### PROBLEM REQUIREMENTS
Your response must be made up of each line in the data below that contains the string "DateTime".

### SOURCE INFORMATION
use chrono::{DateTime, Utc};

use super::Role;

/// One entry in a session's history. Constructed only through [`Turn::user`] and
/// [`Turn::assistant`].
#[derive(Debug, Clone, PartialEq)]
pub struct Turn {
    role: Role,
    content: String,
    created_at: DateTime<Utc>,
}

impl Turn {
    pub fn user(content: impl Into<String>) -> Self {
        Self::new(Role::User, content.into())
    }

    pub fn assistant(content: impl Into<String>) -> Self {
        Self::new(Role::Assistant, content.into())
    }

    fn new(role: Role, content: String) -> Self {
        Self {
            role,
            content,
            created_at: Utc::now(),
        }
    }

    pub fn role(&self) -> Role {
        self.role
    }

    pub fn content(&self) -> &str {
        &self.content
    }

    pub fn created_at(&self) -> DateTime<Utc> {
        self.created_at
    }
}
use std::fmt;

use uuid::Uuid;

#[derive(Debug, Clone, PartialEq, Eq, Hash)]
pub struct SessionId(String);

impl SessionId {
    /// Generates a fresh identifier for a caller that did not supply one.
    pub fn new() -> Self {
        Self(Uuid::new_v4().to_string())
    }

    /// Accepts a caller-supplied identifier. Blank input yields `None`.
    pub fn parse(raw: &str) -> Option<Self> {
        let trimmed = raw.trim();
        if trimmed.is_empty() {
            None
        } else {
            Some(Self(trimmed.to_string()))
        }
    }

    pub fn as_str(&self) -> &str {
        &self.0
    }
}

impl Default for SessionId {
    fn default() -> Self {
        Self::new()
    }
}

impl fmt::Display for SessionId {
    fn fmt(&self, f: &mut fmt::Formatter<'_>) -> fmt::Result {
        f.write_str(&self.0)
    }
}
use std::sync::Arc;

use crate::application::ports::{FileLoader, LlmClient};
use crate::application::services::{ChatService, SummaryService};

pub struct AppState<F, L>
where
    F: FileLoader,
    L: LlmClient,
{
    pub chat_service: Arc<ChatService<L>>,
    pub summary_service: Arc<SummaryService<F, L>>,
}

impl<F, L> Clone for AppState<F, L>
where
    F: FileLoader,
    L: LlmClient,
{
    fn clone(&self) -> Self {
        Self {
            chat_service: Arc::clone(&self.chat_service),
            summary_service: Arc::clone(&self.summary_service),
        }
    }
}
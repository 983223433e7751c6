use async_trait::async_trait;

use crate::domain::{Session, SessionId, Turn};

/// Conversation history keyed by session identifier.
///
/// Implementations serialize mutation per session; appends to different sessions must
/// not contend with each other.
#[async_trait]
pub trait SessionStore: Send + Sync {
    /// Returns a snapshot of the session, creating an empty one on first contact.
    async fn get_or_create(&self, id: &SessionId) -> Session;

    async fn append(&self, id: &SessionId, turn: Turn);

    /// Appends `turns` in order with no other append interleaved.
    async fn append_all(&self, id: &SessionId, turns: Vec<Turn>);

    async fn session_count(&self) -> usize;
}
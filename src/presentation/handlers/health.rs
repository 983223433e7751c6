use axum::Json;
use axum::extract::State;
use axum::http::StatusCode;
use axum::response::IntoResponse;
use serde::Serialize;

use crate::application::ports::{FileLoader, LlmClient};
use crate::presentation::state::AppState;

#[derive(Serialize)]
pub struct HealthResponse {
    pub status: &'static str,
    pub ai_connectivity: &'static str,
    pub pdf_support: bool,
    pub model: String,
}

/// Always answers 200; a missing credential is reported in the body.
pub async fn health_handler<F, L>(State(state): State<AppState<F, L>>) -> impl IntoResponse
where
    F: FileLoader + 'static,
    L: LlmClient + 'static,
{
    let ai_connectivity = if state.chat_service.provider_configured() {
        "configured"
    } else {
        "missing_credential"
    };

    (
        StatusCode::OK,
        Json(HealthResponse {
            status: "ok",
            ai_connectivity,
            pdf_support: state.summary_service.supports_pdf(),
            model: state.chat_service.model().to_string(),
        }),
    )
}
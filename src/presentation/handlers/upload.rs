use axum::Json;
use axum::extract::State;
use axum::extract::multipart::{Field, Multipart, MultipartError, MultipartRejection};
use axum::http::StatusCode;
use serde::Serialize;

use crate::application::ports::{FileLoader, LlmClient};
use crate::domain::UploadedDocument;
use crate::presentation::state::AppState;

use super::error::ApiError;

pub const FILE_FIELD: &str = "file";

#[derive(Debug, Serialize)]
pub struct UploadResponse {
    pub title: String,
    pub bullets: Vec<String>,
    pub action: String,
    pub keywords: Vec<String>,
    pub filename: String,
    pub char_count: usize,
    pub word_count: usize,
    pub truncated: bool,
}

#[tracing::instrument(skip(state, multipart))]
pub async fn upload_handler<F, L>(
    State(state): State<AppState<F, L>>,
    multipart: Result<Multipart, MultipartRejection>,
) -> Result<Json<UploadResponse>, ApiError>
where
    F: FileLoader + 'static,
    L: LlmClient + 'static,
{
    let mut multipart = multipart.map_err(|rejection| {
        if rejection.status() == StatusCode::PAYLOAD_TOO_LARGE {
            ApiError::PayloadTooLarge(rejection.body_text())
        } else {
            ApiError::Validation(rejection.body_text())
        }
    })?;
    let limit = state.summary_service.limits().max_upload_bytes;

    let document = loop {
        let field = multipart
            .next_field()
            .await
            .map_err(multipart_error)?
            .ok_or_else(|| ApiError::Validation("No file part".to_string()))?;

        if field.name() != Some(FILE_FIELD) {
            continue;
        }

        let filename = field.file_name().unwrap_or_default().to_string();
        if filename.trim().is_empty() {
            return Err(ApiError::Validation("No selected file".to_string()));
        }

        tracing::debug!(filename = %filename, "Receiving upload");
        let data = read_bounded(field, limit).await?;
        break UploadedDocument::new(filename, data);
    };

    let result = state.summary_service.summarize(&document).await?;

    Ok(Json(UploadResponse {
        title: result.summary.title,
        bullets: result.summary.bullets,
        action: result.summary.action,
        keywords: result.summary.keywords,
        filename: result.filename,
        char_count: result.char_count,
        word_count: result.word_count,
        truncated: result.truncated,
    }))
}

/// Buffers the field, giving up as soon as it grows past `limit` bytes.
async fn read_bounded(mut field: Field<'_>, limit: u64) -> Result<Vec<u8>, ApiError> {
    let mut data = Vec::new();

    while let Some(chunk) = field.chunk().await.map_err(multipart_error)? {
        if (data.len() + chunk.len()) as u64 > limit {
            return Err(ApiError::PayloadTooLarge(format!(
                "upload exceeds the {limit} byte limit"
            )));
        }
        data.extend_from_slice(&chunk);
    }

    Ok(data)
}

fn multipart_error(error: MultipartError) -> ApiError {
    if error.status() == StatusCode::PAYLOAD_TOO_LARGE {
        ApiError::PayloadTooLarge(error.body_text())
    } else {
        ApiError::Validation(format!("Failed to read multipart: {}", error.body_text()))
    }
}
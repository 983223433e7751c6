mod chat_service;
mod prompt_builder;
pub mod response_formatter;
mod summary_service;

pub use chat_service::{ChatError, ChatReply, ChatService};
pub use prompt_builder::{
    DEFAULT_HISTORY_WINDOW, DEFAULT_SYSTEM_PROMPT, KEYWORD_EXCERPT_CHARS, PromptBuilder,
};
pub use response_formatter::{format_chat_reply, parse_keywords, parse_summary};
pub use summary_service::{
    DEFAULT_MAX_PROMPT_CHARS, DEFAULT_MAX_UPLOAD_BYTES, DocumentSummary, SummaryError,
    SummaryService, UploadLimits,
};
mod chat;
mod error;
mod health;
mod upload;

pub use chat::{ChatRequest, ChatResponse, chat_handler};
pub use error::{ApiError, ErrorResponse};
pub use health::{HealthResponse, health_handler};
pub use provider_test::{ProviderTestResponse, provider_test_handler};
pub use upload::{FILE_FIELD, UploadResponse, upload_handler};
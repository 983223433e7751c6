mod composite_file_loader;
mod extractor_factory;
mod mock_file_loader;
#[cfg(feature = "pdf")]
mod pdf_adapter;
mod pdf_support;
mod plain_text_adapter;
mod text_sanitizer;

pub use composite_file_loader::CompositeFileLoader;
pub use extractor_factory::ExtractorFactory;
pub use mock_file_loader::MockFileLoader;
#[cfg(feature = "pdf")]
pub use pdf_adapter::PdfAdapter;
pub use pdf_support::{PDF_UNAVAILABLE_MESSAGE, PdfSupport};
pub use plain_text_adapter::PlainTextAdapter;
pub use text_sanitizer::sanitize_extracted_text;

### COMPLETED EXERCISE
use chrono::{DateTime, Utc};
    created_at: DateTime<Utc>,
    pub fn created_at(&self) -> DateTime<Utc> {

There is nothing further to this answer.